Stored data
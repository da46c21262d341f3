//   Copyright 2024 The Tether Project
//   SPDX-License-Identifier: BSD-3-Clause

//! Certificate verifiers for thumbprint-pinned trust.
//!
//! Chain building, expiry and name checks are deliberately absent: identity is
//! decided by comparing the peer certificate's thumbprint against the trust
//! set after the handshake, so the TLS layer only has to require that a
//! certificate is present.

use rustls::{
    client::danger::{HandshakeSignatureValid, ServerCertVerified, ServerCertVerifier},
    pki_types::{CertificateDer, ServerName, UnixTime},
    server::danger::{ClientCertVerified, ClientCertVerifier},
    DigitallySignedStruct,
    DistinguishedName,
    Error,
    SignatureScheme,
};

fn supported_schemes() -> Vec<SignatureScheme> {
    vec![
        SignatureScheme::ED25519,
        SignatureScheme::ECDSA_NISTP256_SHA256,
        SignatureScheme::ECDSA_NISTP384_SHA384,
        SignatureScheme::RSA_PSS_SHA256,
        SignatureScheme::RSA_PSS_SHA384,
        SignatureScheme::RSA_PSS_SHA512,
        SignatureScheme::RSA_PKCS1_SHA256,
        SignatureScheme::RSA_PKCS1_SHA384,
        SignatureScheme::RSA_PKCS1_SHA512,
    ]
}

/// Accepts any server certificate; the dialer pins the thumbprint afterwards.
#[derive(Debug, Default)]
pub(super) struct AcceptAnyServerCert;

impl ServerCertVerifier for AcceptAnyServerCert {
    fn verify_server_cert(
        &self,
        _end_entity: &CertificateDer<'_>,
        _intermediates: &[CertificateDer<'_>],
        _server_name: &ServerName<'_>,
        _ocsp_response: &[u8],
        _now: UnixTime,
    ) -> Result<ServerCertVerified, Error> {
        Ok(ServerCertVerified::assertion())
    }

    fn verify_tls12_signature(
        &self,
        _message: &[u8],
        _cert: &CertificateDer<'_>,
        _dss: &DigitallySignedStruct,
    ) -> Result<HandshakeSignatureValid, Error> {
        Ok(HandshakeSignatureValid::assertion())
    }

    fn verify_tls13_signature(
        &self,
        _message: &[u8],
        _cert: &CertificateDer<'_>,
        _dss: &DigitallySignedStruct,
    ) -> Result<HandshakeSignatureValid, Error> {
        Ok(HandshakeSignatureValid::assertion())
    }

    fn supported_verify_schemes(&self) -> Vec<SignatureScheme> {
        supported_schemes()
    }
}

/// Requires that a client certificate is offered and accepts any well-formed
/// one; the listener pins the thumbprint afterwards.
#[derive(Debug, Default)]
pub(super) struct RequireAnyClientCert;

impl ClientCertVerifier for RequireAnyClientCert {
    fn root_hint_subjects(&self) -> &[DistinguishedName] {
        &[]
    }

    fn offer_client_auth(&self) -> bool {
        true
    }

    fn client_auth_mandatory(&self) -> bool {
        true
    }

    fn verify_client_cert(
        &self,
        _end_entity: &CertificateDer<'_>,
        _intermediates: &[CertificateDer<'_>],
        _now: UnixTime,
    ) -> Result<ClientCertVerified, Error> {
        Ok(ClientCertVerified::assertion())
    }

    fn verify_tls12_signature(
        &self,
        _message: &[u8],
        _cert: &CertificateDer<'_>,
        _dss: &DigitallySignedStruct,
    ) -> Result<HandshakeSignatureValid, Error> {
        Ok(HandshakeSignatureValid::assertion())
    }

    fn verify_tls13_signature(
        &self,
        _message: &[u8],
        _cert: &CertificateDer<'_>,
        _dss: &DigitallySignedStruct,
    ) -> Result<HandshakeSignatureValid, Error> {
        Ok(HandshakeSignatureValid::assertion())
    }

    fn supported_verify_schemes(&self) -> Vec<SignatureScheme> {
        supported_schemes()
    }
}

#### YOUR GOAL:
Write out the data above once more, exactly as it reads.

#### REPLY TO THE TASK:
repository da46c21262d341f3
//   Copyright 2024 The Tether Project
//   SPDX-License-Identifier: BSD-3-Clause

//! Certificate verifiers for thumbprint-pinned trust.
//!
//! Chain building, expiry and name checks are deliberately absent: identity is
//! decided by comparing the peer certificate's thumbprint against the trust
//! set after the handshake, so the TLS layer only has to require that a
//! certificate is present.

use rustls::{
    client::danger::{HandshakeSignatureValid, ServerCertVerified, ServerCertVerifier},
    pki_types::{CertificateDer, ServerName, UnixTime},
    server::danger::{ClientCertVerified, ClientCertVerifier},
    DigitallySignedStruct,
    DistinguishedName,
    Error,
    SignatureScheme,
};

fn supported_schemes() -> Vec<SignatureScheme> {
    vec![
        SignatureScheme::ED25519,
        SignatureScheme::ECDSA_NISTP256_SHA256,
        SignatureScheme::ECDSA_NISTP384_SHA384,
        SignatureScheme::RSA_PSS_SHA256,
        SignatureScheme::RSA_PSS_SHA384,
        SignatureScheme::RSA_PSS_SHA512,
        SignatureScheme::RSA_PKCS1_SHA256,
        SignatureScheme::RSA_PKCS1_SHA384,
        SignatureScheme::RSA_PKCS1_SHA512,
    ]
}

/// Accepts any server certificate; the dialer pins the thumbprint afterwards.
#[derive(Debug, Default)]
pub(super) struct AcceptAnyServerCert;

impl ServerCertVerifier for AcceptAnyServerCert {
    fn verify_server_cert(
        &self,
        _end_entity: &CertificateDer<'_>,
        _intermediates: &[CertificateDer<'_>],
        _server_name: &ServerName<'_>,
        _ocsp_response: &[u8],
        _now: UnixTime,
    ) -> Result<ServerCertVerified, Error> {
        Ok(ServerCertVerified::assertion())
    }

    fn verify_tls12_signature(
        &self,
        _message: &[u8],
        _cert: &CertificateDer<'_>,
        _dss: &DigitallySignedStruct,
    ) -> Result<HandshakeSignatureValid, Error> {
        Ok(HandshakeSignatureValid::assertion())
    }

    fn verify_tls13_signature(
        &self,
        _message: &[u8],
        _cert: &CertificateDer<'_>,
        _dss: &DigitallySignedStruct,
    ) -> Result<HandshakeSignatureValid, Error> {
        Ok(HandshakeSignatureValid::assertion())
    }

    fn supported_verify_schemes(&self) -> Vec<SignatureScheme> {
        supported_schemes()
    }
}

/// Requires that a client certificate is offered and accepts any well-formed
/// one; the listener pins the thumbprint afterwards.
#[derive(Debug, Default)]
pub(super) struct RequireAnyClientCert;

impl ClientCertVerifier for RequireAnyClientCert {
    fn root_hint_subjects(&self) -> &[DistinguishedName] {
        &[]
    }

    fn offer_client_auth(&self) -> bool {
        true
    }

    fn client_auth_mandatory(&self) -> bool {
        true
    }

    fn verify_client_cert(
        &self,
        _end_entity: &CertificateDer<'_>,
        _intermediates: &[CertificateDer<'_>],
        _now: UnixTime,
    ) -> Result<ClientCertVerified, Error> {
        Ok(ClientCertVerified::assertion())
    }

    fn verify_tls12_signature(
        &self,
        _message: &[u8],
        _cert: &CertificateDer<'_>,
        _dss: &DigitallySignedStruct,
    ) -> Result<HandshakeSignatureValid, Error> {
        Ok(HandshakeSignatureValid::assertion())
    }

    fn verify_tls13_signature(
        &self,
        _message: &[u8],
        _cert: &CertificateDer<'_>,
        _dss: &DigitallySignedStruct,
    ) -> Result<HandshakeSignatureValid, Error> {
        Ok(HandshakeSignatureValid::assertion())
    }

    fn supported_verify_schemes(&self) -> Vec<SignatureScheme> {
        supported_schemes()
    }
}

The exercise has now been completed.